Des craintes assez répandues objectent aussi que le bannissement de la prostitution « classique » favoriserait l’augmentation du nombre d’autres crimes sexuels tels que la pédophilie et le viol. Une étude a pourtant montré qu’en Suède, ces deux délits n’avaient pas connu de hausse depuis 1999. La prostitution sur le trottoir y a diminué de moitié et n’a pas été remplacée par une prestation équivalente sur le Net. Un fait plus important encore : la Suède est aujourd’hui l’un des marchés les moins porteurs en ce qui concerne le trafic d’êtres humains. Finalement les mentalités ont changé. En 1999, il n’y avait que 30% des personnes interrogées qui jugeaient cette loi positive. Elles sont désormais 75%.

Agir conjointement en pénalisant le client, pas la prostituée !

De diverses manières, la conviction étrange et quelque peu vieux-jeu, se confortant dans l’idée que la prostitution ne concernerait qu’un groupe de femmes habilitées à satisfaire les besoins sexuels des hommes en manque, reste encore solidement enracinée dans les mentalités. Notamment, dans les sociétés où a été inculqué aux jeunes gens qu’ils pouvaient s’initier aux mystères du sexe avec des filles et des femmes expérimentées aussi longtemps qu’ils paieraient pour le faire. Dans ces sociétés, on considère comme un fait acquis que les hommes puissent disposer du corps féminin pour leur usage personnel, attendu que les besoins prétendus de leur libido ont légalement le droit d’être assouvis. C’est donc seulement en rendant la prostitution illégale et non tolérable que nous renforcerons le principe d’égalité et veillerons au respect des droits des femmes.

Dans la plupart des pays de l’Union, le concept d’activité criminelle reste focalisée sur la seule prostituée.

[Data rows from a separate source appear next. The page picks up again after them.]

impl BitcoinHookOccurrencePayload {
    pub fn from_trigger(trigger: BitcoinTriggerHook<'_>) -> BitcoinHookOccurrencePayload {
        BitcoinHookOccurrencePayload {
            apply: trigger
                .apply
                .into_iter()
                .map(|(transactions, block)| {
                    let mut block = block.clone();
                    block.transactions = transactions.into_iter().cloned().collect::<Vec<_>>();
                    BitcoinTransactionPayload { block }
                })
                .collect::<Vec<_>>(),
            rollback: trigger
                .rollback
                .into_iter()
                .map(|(transactions, block)| {
                    let mut block = block.clone();
                    block.transactions = transactions.into_iter().cloned().collect::<Vec<_>>();
                    BitcoinTransactionPayload { block }
                })
                .collect::<Vec<_>>(),
            chainhook: BitcoinHookPayload {
                uuid: trigger.hook.uuid.clone(),
            },
        }
    }
}

pub enum BitcoinHookOccurrence {
    Http(RequestBuilder, BitcoinHookOccurrencePayload),
    File(String, Vec<u8>),
    Data(BitcoinHookOccurrencePayload),
}

pub fn evaluate_bitcoin_hooks_on_chain_event<'a>(
    chain_event: &'a BitcoinChainEvent,
    active_hooks: &Vec<&'a BitcoinHookSpecification>,
    ctx: &Context,
) -> (
    Vec<BitcoinTriggerHook<'a>>,
    BTreeMap<&'a str, &'a BlockIdentifier>,
    BTreeMap<&'a str, &'a BlockIdentifier>,
) {
    let mut evaluated_predicates = BTreeMap::new();
    let mut triggered_predicates = vec![];
    let mut expired_predicates = BTreeMap::new();

    match chain_event {
        BitcoinChainEvent::ChainUpdatedWithBlocks(event) => {
            for hook in active_hooks.iter() {
                let mut apply = vec![];
                let rollback = vec![];
                let end_block = hook.end_block.unwrap_or(u64::MAX);

                for block in event.new_blocks.iter() {
                    evaluated_predicates.insert(hook.uuid.as_str(), &block.block_identifier);
                    if end_block >= block.block_identifier.index {
                        let mut hits = vec![];
                        for tx in block.transactions.iter() {
                            if hook.predicate.evaluate_transaction_predicate(tx, ctx) {
                                hits.push(tx);
                            }
                        }
                        if !hits.is_empty() {
                            apply.push((hits, block));
                        }
                    } else {
                        expired_predicates.insert(hook.uuid.as_str(), &block.block_identifier);
                    }
                }

                if !apply.is_empty() {
                    triggered_predicates.push(BitcoinTriggerHook {
                        hook,
                        apply,
                        rollback,
                    })
                }
            }
        }
        BitcoinChainEvent::ChainUpdatedWithReorg(event) => {
            for hook in active_hooks.iter() {
                let mut apply = vec![];
                let mut rollback = vec![];
                let end_block = hook.end_block.unwrap_or(u64::MAX);

                for block in event.blocks_to_rollback.iter() {
                    if end_block >= block.block_identifier.index {
                        let mut hits = vec![];
                        for tx in block.transactions.iter() {
                            if hook.predicate.evaluate_transaction_predicate(tx, ctx) {
                                hits.push(tx);
                            }
                        }
                        if !hits.is_empty() {
                            rollback.push((hits, block));
                        }
                    } else {
                        expired_predicates.insert(hook.uuid.as_str(), &block.block_identifier);
                    }
                }
                for block in event.blocks_to_apply.iter() {
                    evaluated_predicates.insert(hook.uuid.as_str(), &block.block_identifier);
                    if end_block >= block.block_identifier.index {
                        let mut hits = vec![];
                        for tx in block.transactions.iter() {
                            if hook.predicate.evaluate_transaction_predicate(tx, ctx) {
                                hits.push(tx);
                            }
                        }
                        if !hits.is_empty() {
                            apply.push((hits, block));
                        }
                    } else {
                        expired_predicates.insert(hook.uuid.as_str(), &block.block_identifier);
                    }
                }
                if !apply.is_empty() || !rollback.is_empty() {
                    triggered_predicates.push(BitcoinTriggerHook {
                        hook,
                        apply,
                        rollback,
                    })
                }
            }
        }
    }
    (
        triggered_predicates,
        evaluated_predicates,
        expired_predicates,
    )
}

pub fn serialize_bitcoin_payload_to_json<'a>(
    trigger: &BitcoinTriggerHook<'a>,
    proofs: &HashMap<&'a TransactionIdentifier, String>,
) -> JsonValue {
    let predicate_spec = trigger.hook;
    json!({
        "apply": trigger.apply.iter().map(|(transactions, block)| {
            json!({
                "block_identifier": block.block_identifier,
                "parent_block_identifier": block.parent_block_identifier,
                "timestamp": block.timestamp,
                "transactions": serialize_bitcoin_transactions_to_json(predicate_spec, transactions, proofs),
                "metadata": block.metadata,
            })
        }).collect::<Vec<_>>(),
        "rollback": trigger.rollback.iter().map(|(transactions, block)| {
            json!({
                "block_identifier": block.block_identifier,
                "parent_block_identifier": block.parent_block_identifier,
                "timestamp": block.timestamp,
                "transactions": serialize_bitcoin_transactions_to_json(predicate_spec, transactions, proofs),
                "metadata": block.metadata,
            })
        }).collect::<Vec<_>>(),
        "chainhook": {
            "uuid": trigger.hook.uuid,
            "predicate": trigger.hook.predicate,
            "is_streaming_blocks": trigger.hook.enabled
        }
    })
}

pub fn serialize_bitcoin_transactions_to_json<'a>(
    predicate_spec: &BitcoinHookSpecification,
    transactions: &Vec<&BitcoinTransactionData>,
    proofs: &HashMap<&'a TransactionIdentifier, String>,
) -> Vec<JsonValue> {
    transactions
        .iter()
        .map(|transaction| {
            let mut metadata = serde_json::Map::new();

            metadata.insert("fee".into(), json!(transaction.metadata.fee));
            metadata.insert("index".into(), json!(transaction.metadata.index));

            let inputs = if predicate_spec.include_inputs {
                transaction
                    .metadata
                    .inputs
                    .iter()
                    .map(|input| {
                        let witness = if predicate_spec.include_witness {
                            input.witness.clone()
                        } else {
                            vec![]
                        };
                        json!({
                            "previous_output": {
                                "txin": input.previous_output.txid.hash.to_string(),
                                "vout": input.previous_output.vout,
                                "value": input.previous_output.value,
                                "block_height": input.previous_output.block_height,
                            },
                            "script_sig": input.script_sig,
                            "sequence": input.sequence,
                            "witness": witness
                        })
                    })
                    .collect::<Vec<_>>()
            } else {
                vec![]
            };
            metadata.insert("inputs".into(), json!(inputs));

            let outputs = if predicate_spec.include_outputs {
                transaction.metadata.outputs.clone()
            } else {
                vec![]
            };
            metadata.insert("outputs".into(), json!(outputs));

            metadata.insert(
                "stacks_operations".into(),
                json!(transaction.metadata.stacks_operations),
            );
            metadata.insert(
                "ordinal_operations".into(),
                json!(transaction.metadata.ordinal_operations),
            );

            metadata.insert(
                "proof".into(),
                json!(proofs.get(&transaction.transaction_identifier)),
            );
            json!({
                "transaction_identifier": transaction.transaction_identifier,
                "operations": transaction.operations,
                "metadata": metadata
            })
        })
        .collect::<Vec<_>>()
}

Bien qu’il soit nécessaire de réaffirmer cette position abolitionniste, la France planche sur une loi qui incriminerait le client et non la prostituée comme le prévoit la législation suédoise actuellement en vigueur. Aussi longtemps que chacun des 27 membres de l’UE aura ses propres textes et sa propre politique sur cette question, l’industrie du sexe restera florissante et se développera puisque les clients peuvent payer pour ce qu’ils attendent en se jouant bien des dissonances législatives transfrontalières.

Alors que l’Union européenne en est venu à combattre et réprimer activement le tourisme sexuel de ses ressortissants dans des pays aussi lointains que la Thaïlande, c’est à ses portes qu’une telle activité condamnable s’installe un peu plus chaque jour.

18090 La députée européenne allemande, Franziska Brantner, est une des eurodéputé-e-s qui soutiennent la campagne "European Women’s lobby" contre la prostitution. Ici, lors d’un évènement le 30 mai placé en marge de l’organisation de l’Euro et des JO de Londres.